Supplied data: Begin

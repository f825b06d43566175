//! Structured JSON logger
//!
//! One log line = one event, written synchronously to stderr so
//! stdout stays free for operation results. Keys are emitted in
//! deterministic order: `event`, then `severity`, then the remaining
//! fields alphabetically.

use std::fmt;
use std::io::{self, Write};

/// Log severity levels
#[derive(Debug, Clone, Copy, PartialEq, Eq, PartialOrd, Ord)]
pub enum Severity {
    /// Normal operations
    Info = 0,
    /// Recoverable denials (busy ranges, invalid amounts)
    Warn = 1,
    /// Operation failures
    Error = 2,
}

impl Severity {
    pub fn as_str(&self) -> &'static str {
        match self {
            Severity::Info => "INFO",
            Severity::Warn => "WARN",
            Severity::Error => "ERROR",
        }
    }
}

impl fmt::Display for Severity {
    fn fmt(&self, f: &mut fmt::Formatter<'_>) -> fmt::Result {
        write!(f, "{}", self.as_str())
    }
}

/// Synchronous, unbuffered JSON event logger.
pub struct Logger;

impl Logger {
    /// Logs an event with the given severity and fields to stderr.
    pub fn log(severity: Severity, event: &str, fields: &[(&str, &str)]) {
        Self::log_to_writer(severity, event, fields, &mut io::stderr());
    }

    fn log_to_writer<W: Write>(
        severity: Severity,
        event: &str,
        fields: &[(&str, &str)],
        writer: &mut W,
    ) {
        let mut output = String::with_capacity(128);

        output.push_str("{\"event\":\"");
        Self::escape_json_string(&mut output, event);
        output.push_str("\",\"severity\":\"");
        output.push_str(severity.as_str());
        output.push('"');

        let mut sorted_fields: Vec<_> = fields.iter().collect();
        sorted_fields.sort_by_key(|(k, _)| *k);

        for (key, value) in sorted_fields {
            output.push_str(",\"");
            Self::escape_json_string(&mut output, key);
            output.push_str("\":\"");
            Self::escape_json_string(&mut output, value);
            output.push('"');
        }

        output.push_str("}\n");

        // One write, one flush; ordering across processes is the
        // kernel's problem.
        let _ = writer.write_all(output.as_bytes());
        let _ = writer.flush();
    }

    fn escape_json_string(output: &mut String, s: &str) {
        for c in s.chars() {
            match c {
                '"' => output.push_str("\\\""),
                '\\' => output.push_str("\\\\"),
                '\n' => output.push_str("\\n"),
                '\r' => output.push_str("\\r"),
                '\t' => output.push_str("\\t"),
                c if c.is_control() => {
                    output.push_str(&format!("\\u{:04x}", c as u32));
                }
                c => output.push(c),
            }
        }
    }
}
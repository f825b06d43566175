//! JSON output for the CLI
//!
//! One invocation writes exactly one JSON object to stdout:
//! `{"status":"ok","data":...}` or
//! `{"status":"error","code":...,"message":...}`. Logs go to stderr.

use std::io::{self, Write};

use serde_json::Value;

use super::errors::CliResult;

/// Write a success response to stdout
pub fn write_response(data: Value) -> CliResult<()> {
    let response = serde_json::json!({
        "status": "ok",
        "data": data
    });

    let mut stdout = io::stdout();
    serde_json::to_writer(&mut stdout, &response)?;
    writeln!(stdout)?;
    stdout.flush()?;

    Ok(())
}

/// Write an error response to stdout
pub fn write_error(code: &str, message: &str) -> CliResult<()> {
    let response = serde_json::json!({
        "status": "error",
        "code": code,
        "message": message
    });

    let mut stdout = io::stdout();
    serde_json::to_writer(&mut stdout, &response)?;
    writeln!(stdout)?;
    stdout.flush()?;

    Ok(())
}
//! Store error taxonomy
//!
//! Nothing here is fatal to the process: every variant is reported to
//! the caller, who decides whether to retry, re-prompt, or exit.

use std::io;

use thiserror::Error;

use crate::lock::{ByteRange, LockError};
use crate::record::CodecError;

/// Result type for store operations
pub type StoreResult<T> = Result<T, StoreError>;

/// Store operation failures
#[derive(Debug, Error)]
pub enum StoreError {
    /// Key absent from the scanned file. Recoverable.
    #[error("account {0} not found")]
    NotFound(u32),

    /// An overlapping range is held by another owner at probe or
    /// acquire time. Recoverable; the caller should retry later.
    #[error("byte range {0} is held by another owner, try again later")]
    Busy(ByteRange),

    /// Non-positive amount, or a withdrawal exceeding the balance.
    /// No mutation was performed.
    #[error("invalid amount: {0}")]
    InvalidAmount(String),

    /// The record decoded but its balance byte span could not be
    /// determined, so an attribute-granular operation cannot proceed.
    #[error("record for account {0} is malformed: balance span unavailable")]
    MalformedRecord(u32),

    /// Encode failure while rewriting a record.
    #[error("codec error: {0}")]
    Codec(#[from] CodecError),

    /// Read, write, or open failure on the underlying file.
    #[error("I/O error: {0}")]
    Io(#[from] io::Error),
}

impl StoreError {
    /// Stable error code string for structured output.
    pub fn code(&self) -> &'static str {
        match self {
            StoreError::NotFound(_) => "LEDGER_NOT_FOUND",
            StoreError::Busy(_) => "LEDGER_BUSY",
            StoreError::InvalidAmount(_) => "LEDGER_INVALID_AMOUNT",
            StoreError::MalformedRecord(_) => "LEDGER_MALFORMED_RECORD",
            StoreError::Codec(_) => "LEDGER_CODEC_ERROR",
            StoreError::Io(_) => "LEDGER_IO_ERROR",
        }
    }

    /// Whether the caller can retry the operation unchanged and
    /// expect it to succeed once the conflicting owner releases.
    pub fn is_retryable(&self) -> bool {
        matches!(self, StoreError::Busy(_))
    }
}

impl From<LockError> for StoreError {
    fn from(e: LockError) -> Self {
        match e {
            LockError::Busy(range) => StoreError::Busy(range),
            LockError::Io(io) => StoreError::Io(io),
            LockError::NotHeld(range) => StoreError::Io(io::Error::new(
                io::ErrorKind::Other,
                format!("released byte range {} which this handle does not hold", range),
            )),
        }
    }
}

#[cfg(test)]
mod tests {
    use super::*;

    #[test]
    fn test_only_busy_is_retryable() {
        assert!(StoreError::Busy(ByteRange::whole_file()).is_retryable());
        assert!(!StoreError::NotFound(10).is_retryable());
        assert!(!StoreError::InvalidAmount("negative".into()).is_retryable());
    }

    #[test]
    fn test_lock_busy_maps_to_store_busy() {
        let mapped: StoreError = LockError::Busy(ByteRange::new(4, 8)).into();
        assert!(matches!(mapped, StoreError::Busy(_)));
        assert_eq!(mapped.code(), "LEDGER_BUSY");
    }
}
//! Account kind enumeration and token normalization
//!
//! Kind tokens in the ledger file are matched case- and
//! diacritic-insensitively: `Cheque`, `cheque` and `Chèque` all name
//! the same kind. Unrecognized tokens map to `Unknown` rather than
//! failing the decode, so a row with a misspelled kind is still a
//! usable record.

use std::fmt;

/// Closed enumeration of account kinds, plus a sentinel for tokens
/// the codec does not recognize.
#[derive(Debug, Clone, Copy, PartialEq, Eq)]
pub enum AccountKind {
    /// Chequing account (wire token `Chèque`)
    Checking,
    /// Savings account (wire token `Épargne`)
    Savings,
    /// Unrecognized kind token (wire token `Inconnu`)
    Unknown,
}

impl AccountKind {
    /// Parses a kind token from the ledger file.
    ///
    /// Matching is case-insensitive and diacritic-insensitive; any
    /// token outside the closed set maps to `Unknown`.
    pub fn from_token(token: &str) -> Self {
        match normalize_token(token).as_str() {
            "cheque" => AccountKind::Checking,
            "epargne" => AccountKind::Savings,
            _ => AccountKind::Unknown,
        }
    }

    /// Returns the canonical token written back to the ledger file.
    pub fn wire_token(&self) -> &'static str {
        match self {
            AccountKind::Checking => "Chèque",
            AccountKind::Savings => "Épargne",
            AccountKind::Unknown => "Inconnu",
        }
    }
}

impl fmt::Display for AccountKind {
    fn fmt(&self, f: &mut fmt::Formatter<'_>) -> fmt::Result {
        write!(f, "{}", self.wire_token())
    }
}

/// Lowercases a token and strips diacritics through a fixed table.
///
/// The table covers the accented letters that occur in recognized
/// tokens and their common neighbors; anything else passes through
/// lowercased.
fn normalize_token(token: &str) -> String {
    token
        .trim()
        .chars()
        .flat_map(char::to_lowercase)
        .map(strip_diacritic)
        .collect()
}

fn strip_diacritic(c: char) -> char {
    match c {
        'à' | 'â' | 'ä' => 'a',
        'é' | 'è' | 'ê' | 'ë' => 'e',
        'î' | 'ï' => 'i',
        'ô' | 'ö' => 'o',
        'ù' | 'û' | 'ü' => 'u',
        'ç' => 'c',
        other => other,
    }
}

#[cfg(test)]
mod tests {
    use super::*;

    #[test]
    fn test_accented_and_plain_spellings_are_equivalent() {
        assert_eq!(AccountKind::from_token("Chèque"), AccountKind::Checking);
        assert_eq!(AccountKind::from_token("Cheque"), AccountKind::Checking);
        assert_eq!(AccountKind::from_token("Épargne"), AccountKind::Savings);
        assert_eq!(AccountKind::from_token("Epargne"), AccountKind::Savings);
    }

    #[test]
    fn test_case_insensitive() {
        assert_eq!(AccountKind::from_token("CHEQUE"), AccountKind::Checking);
        assert_eq!(AccountKind::from_token("épargne"), AccountKind::Savings);
        assert_eq!(AccountKind::from_token("ÉPARGNE"), AccountKind::Savings);
    }

    #[test]
    fn test_unrecognized_token_maps_to_unknown() {
        assert_eq!(AccountKind::from_token("Credit"), AccountKind::Unknown);
        assert_eq!(AccountKind::from_token(""), AccountKind::Unknown);
    }

    #[test]
    fn test_wire_token_round_trip() {
        for kind in [
            AccountKind::Checking,
            AccountKind::Savings,
            AccountKind::Unknown,
        ] {
            assert_eq!(AccountKind::from_token(kind.wire_token()), kind);
        }
    }
}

Supplied data: End

Task prompt »
Copy, exactly and only, the lines above that begin with the one containing "Store operation failures" and finish with the one containing "at probe or".

Exercise solution »
/// Store operation failures
#[derive(Debug, Error)]
pub enum StoreError {
    /// Key absent from the scanned file. Recoverable.
    #[error("account {0} not found")]
    NotFound(u32),

    /// An overlapping range is held by another owner at probe or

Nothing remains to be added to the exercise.